DATA EXCERPTS section start
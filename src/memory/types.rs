/*!
 * Memory Types
 * Blocks, handles and errors for the partitioned address space
 */

use crate::core::types::{Pid, Size};
use miette::Diagnostic;
use serde::{Deserialize, Serialize};
use std::fmt;
use thiserror::Error;

/// Memory operation result
pub type MemoryResult<T> = Result<T, MemoryError>;

/// Block-level errors raised by [`MemoryBlock::split`]
///
/// These indicate a caller logic error and are never retried.
#[derive(Error, Debug, Clone, PartialEq, Eq, Diagnostic)]
pub enum AllocationError {
    #[error("Cannot allocate zero units of memory")]
    #[diagnostic(code(memory::zero_size))]
    ZeroSize,

    #[error("Cannot allocate {requested} units of memory from block of size {available}")]
    #[diagnostic(code(memory::oversized))]
    Oversized { requested: Size, available: Size },

    #[error("Block is already allocated (PID = {owner})")]
    #[diagnostic(code(memory::already_owned))]
    AlreadyOwned { owner: Pid },
}

/// Allocator-level errors
#[derive(Error, Debug, Clone, PartialEq, Eq, Diagnostic)]
pub enum MemoryError {
    /// Expected and recoverable: retry after coalescing or compacting
    #[error(
        "No free block of {requested} units (free: {free}, largest free block: {largest_free})"
    )]
    #[diagnostic(
        code(memory::no_fit),
        help("Coalesce or compact the partition and retry.")
    )]
    NoFit {
        requested: Size,
        free: Size,
        largest_free: Size,
    },

    #[error("Block split failed: {0}")]
    #[diagnostic(code(memory::split_failed))]
    Allocation(#[from] AllocationError),

    #[error("Invalid or already released block handle: {0}")]
    #[diagnostic(
        code(memory::invalid_handle),
        help("Handles are only valid while their block is allocated.")
    )]
    InvalidHandle(BlockId),

    #[error("Address space capacity must be positive")]
    #[diagnostic(code(memory::zero_capacity))]
    ZeroCapacity,

    #[error("Partition corruption detected: {0}")]
    #[diagnostic(
        code(memory::corruption_detected),
        help("A structural mutation broke the partition invariants. Please report this issue.")
    )]
    CorruptionDetected(String),
}

/// Stable identifier of a block, unique for the lifetime of a memory manager
#[derive(Debug, Clone, Copy, PartialEq, Eq, Hash, PartialOrd, Ord, Serialize, Deserialize)]
#[serde(transparent)]
pub struct BlockId(pub u64);

impl fmt::Display for BlockId {
    fn fmt(&self, f: &mut fmt::Formatter<'_>) -> fmt::Result {
        write!(f, "#{}", self.0)
    }
}

/// Monotonic block ID source
#[derive(Debug, Default, Clone)]
pub struct BlockIds {
    next: u64,
}

impl BlockIds {
    pub fn new() -> Self {
        Self::default()
    }

    pub fn next_id(&mut self) -> BlockId {
        let id = BlockId(self.next);
        self.next += 1;
        id
    }
}

/// Lease on an allocated block
///
/// Only meaningful when looked up against the memory manager that issued it;
/// the manager stays the sole owner of block storage.
#[derive(Debug, Clone, Copy, PartialEq, Eq, Hash, Serialize, Deserialize)]
#[serde(transparent)]
pub struct BlockHandle(BlockId);

impl BlockHandle {
    pub(crate) fn new(id: BlockId) -> Self {
        Self(id)
    }

    pub fn id(&self) -> BlockId {
        self.0
    }
}

/// Block ownership
#[derive(Debug, Clone, Copy, PartialEq, Eq, Serialize, Deserialize)]
#[serde(rename_all = "snake_case")]
pub enum Owner {
    Free,
    Process(Pid),
}

impl Owner {
    #[inline]
    pub fn is_free(&self) -> bool {
        matches!(self, Owner::Free)
    }

    #[inline]
    pub fn pid(&self) -> Option<Pid> {
        match self {
            Owner::Free => None,
            Owner::Process(pid) => Some(*pid),
        }
    }
}

impl fmt::Display for Owner {
    fn fmt(&self, f: &mut fmt::Formatter<'_>) -> fmt::Result {
        match self {
            Owner::Free => write!(f, "free"),
            Owner::Process(pid) => write!(f, "pid {}", pid),
        }
    }
}

/// Inclusive `[start, end]` extent of a block
#[derive(Debug, Clone, Copy, PartialEq, Eq, Serialize, Deserialize)]
pub struct BlockExtent {
    pub start: Size,
    pub end: Size,
}

impl BlockExtent {
    pub fn overlaps(&self, other: &BlockExtent) -> bool {
        self.start <= other.end && other.start <= self.end
    }

    pub fn span(&self) -> Size {
        self.end - self.start + 1
    }
}

impl fmt::Display for BlockExtent {
    fn fmt(&self, f: &mut fmt::Formatter<'_>) -> fmt::Result {
        write!(f, "[{}, {}]", self.start, self.end)
    }
}

/// One contiguous extent of the address space and its ownership
///
/// The offset is derived from the block's position in its partition and is
/// only written by the memory manager when it recomputes the layout.
#[derive(Debug, Clone, PartialEq, Eq)]
pub struct MemoryBlock {
    id: BlockId,
    size: Size,
    owner: Owner,
    offset: Size,
}

impl MemoryBlock {
    /// Create a free block, not yet placed in a partition
    pub fn new(id: BlockId, size: Size) -> Self {
        Self {
            id,
            size,
            owner: Owner::Free,
            offset: 0,
        }
    }

    #[inline]
    pub fn id(&self) -> BlockId {
        self.id
    }

    #[inline]
    pub fn size(&self) -> Size {
        self.size
    }

    #[inline]
    pub fn owner(&self) -> Owner {
        self.owner
    }

    #[inline]
    pub fn offset(&self) -> Size {
        self.offset
    }

    #[inline]
    pub fn is_free(&self) -> bool {
        self.owner.is_free()
    }

    /// Release the block. Idempotent; size and position are untouched.
    pub fn free(&mut self) {
        self.owner = Owner::Free;
    }

    /// Inclusive extent at the currently assigned offset
    pub fn location(&self) -> BlockExtent {
        BlockExtent {
            start: self.offset,
            end: self.offset + self.size - 1,
        }
    }

    /// Carve `amount` units for `pid` out of this free block
    ///
    /// Returns the allocated block followed by the free remainder. The
    /// remainder is `None` when the request consumes the whole block, so no
    /// zero-size block is ever produced. Both blocks still need a layout pass.
    pub fn split(
        &self,
        amount: Size,
        pid: Pid,
        ids: &mut BlockIds,
    ) -> Result<(MemoryBlock, Option<MemoryBlock>), AllocationError> {
        if let Owner::Process(owner) = self.owner {
            return Err(AllocationError::AlreadyOwned { owner });
        }
        if amount == 0 {
            return Err(AllocationError::ZeroSize);
        }
        if amount > self.size {
            return Err(AllocationError::Oversized {
                requested: amount,
                available: self.size,
            });
        }

        let allocated = MemoryBlock {
            id: ids.next_id(),
            size: amount,
            owner: Owner::Process(pid),
            offset: self.offset,
        };
        let remainder = (amount < self.size).then(|| MemoryBlock {
            id: ids.next_id(),
            size: self.size - amount,
            owner: Owner::Free,
            offset: self.offset + amount,
        });

        Ok((allocated, remainder))
    }

    pub(crate) fn place(&mut self, offset: Size) {
        self.offset = offset;
    }

    pub(crate) fn grow(&mut self, extra: Size) {
        self.size += extra;
    }

    pub fn info(&self) -> BlockInfo {
        BlockInfo {
            id: self.id,
            offset: self.offset,
            size: self.size,
            extent: self.location(),
            owner: self.owner.pid(),
        }
    }
}

/// Read-only view of a block, as exposed to collaborators
#[derive(Debug, Clone, PartialEq, Eq, Serialize, Deserialize)]
pub struct BlockInfo {
    pub id: BlockId,
    pub offset: Size,
    pub size: Size,
    pub extent: BlockExtent,
    /// `None` for free blocks
    pub owner: Option<Pid>,
}

impl BlockInfo {
    pub fn is_free(&self) -> bool {
        self.owner.is_none()
    }
}

/// Memory statistics
#[derive(Debug, Clone, PartialEq, Serialize, Deserialize)]
pub struct MemoryStats {
    pub capacity: Size,
    pub free: Size,
    pub allocated: Size,
    pub blocks: usize,
    pub free_blocks: usize,
    pub largest_free: Size,
    pub usage_percentage: f64,
}

impl MemoryStats {
    /// Share of free capacity lying outside the largest free block (0.0..=1.0)
    pub fn fragmentation(&self) -> f64 {
        if self.free == 0 {
            return 0.0;
        }
        (self.free - self.largest_free) as f64 / self.free as f64
    }
}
DATA EXCERPTS section end
-- TASK REQUIREMENTS --
Lines containing the word "BlockExtent": copy every one of them from the records above.

-- ANSWER BOX --
pub struct BlockExtent {
impl BlockExtent {
    pub fn overlaps(&self, other: &BlockExtent) -> bool {
impl fmt::Display for BlockExtent {
    pub fn location(&self) -> BlockExtent {
        BlockExtent {
    pub extent: BlockExtent,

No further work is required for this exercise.